- _PROBLEM DESCRIPTION_
Word for word, restate the line containing "and verification (Argon2id)." and all the lines that come after it in the entries below. Include nothing from before it.
===== DATA SUPPLIED =====
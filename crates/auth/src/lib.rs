//! Credential primitives for Rolodex.
//!
//! This crate provides:
//! - Argon2id password hashing and verification
//! - JWT session token generation and validation

mod error;
mod jwt;
mod password;

pub use error::*;
pub use jwt::*;
pub use password::*;

/// Default JWT expiration time in hours.
pub const DEFAULT_JWT_EXPIRATION_HOURS: u64 = 24;

/// Default JWT issuer.
pub const DEFAULT_JWT_ISSUER: &str = "rolodex";
//! Password hashing and verification (Argon2id).
//!
//! Hashes carry their own random salt in PHC string form
//! (`$argon2id$v=19$...`); verification goes through the library's parser
//! and comparison rather than any plain equality check.

use argon2::{
    password_hash::{rand_core::OsRng, PasswordHash, PasswordHasher, PasswordVerifier, SaltString},
    Argon2,
};

use crate::{AuthError, AuthResult};

/// Hashes a plaintext password with a fresh random salt.
pub fn hash_password(password: &str) -> AuthResult<String> {
    let salt = SaltString::generate(&mut OsRng);
    let hash = Argon2::default()
        .hash_password(password.as_bytes(), &salt)
        .map_err(|e| AuthError::PasswordHash(e.to_string()))?;
    Ok(hash.to_string())
}

/// Verifies a plaintext password against a stored PHC hash.
///
/// Returns `Ok(false)` on a mismatch; `Err` only when the stored hash cannot
/// be parsed.
pub fn verify_password(password: &str, hash: &str) -> AuthResult<bool> {
    let parsed = PasswordHash::new(hash).map_err(|e| AuthError::PasswordHash(e.to_string()))?;
    Ok(Argon2::default()
        .verify_password(password.as_bytes(), &parsed)
        .is_ok())
}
=====
- _RESPONSE TO THE EXERCISE_
//! Password hashing and verification (Argon2id).
//!
//! Hashes carry their own random salt in PHC string form
//! (`$argon2id$v=19$...`); verification goes through the library's parser
//! and comparison rather than any plain equality check.

use argon2::{
    password_hash::{rand_core::OsRng, PasswordHash, PasswordHasher, PasswordVerifier, SaltString},
    Argon2,
};

use crate::{AuthError, AuthResult};

/// Hashes a plaintext password with a fresh random salt.
pub fn hash_password(password: &str) -> AuthResult<String> {
    let salt = SaltString::generate(&mut OsRng);
    let hash = Argon2::default()
        .hash_password(password.as_bytes(), &salt)
        .map_err(|e| AuthError::PasswordHash(e.to_string()))?;
    Ok(hash.to_string())
}

/// Verifies a plaintext password against a stored PHC hash.
///
/// Returns `Ok(false)` on a mismatch; `Err` only when the stored hash cannot
/// be parsed.
pub fn verify_password(password: &str, hash: &str) -> AuthResult<bool> {
    let parsed = PasswordHash::new(hash).map_err(|e| AuthError::PasswordHash(e.to_string()))?;
    Ok(Argon2::default()
        .verify_password(password.as_bytes(), &parsed)
        .is_ok())
}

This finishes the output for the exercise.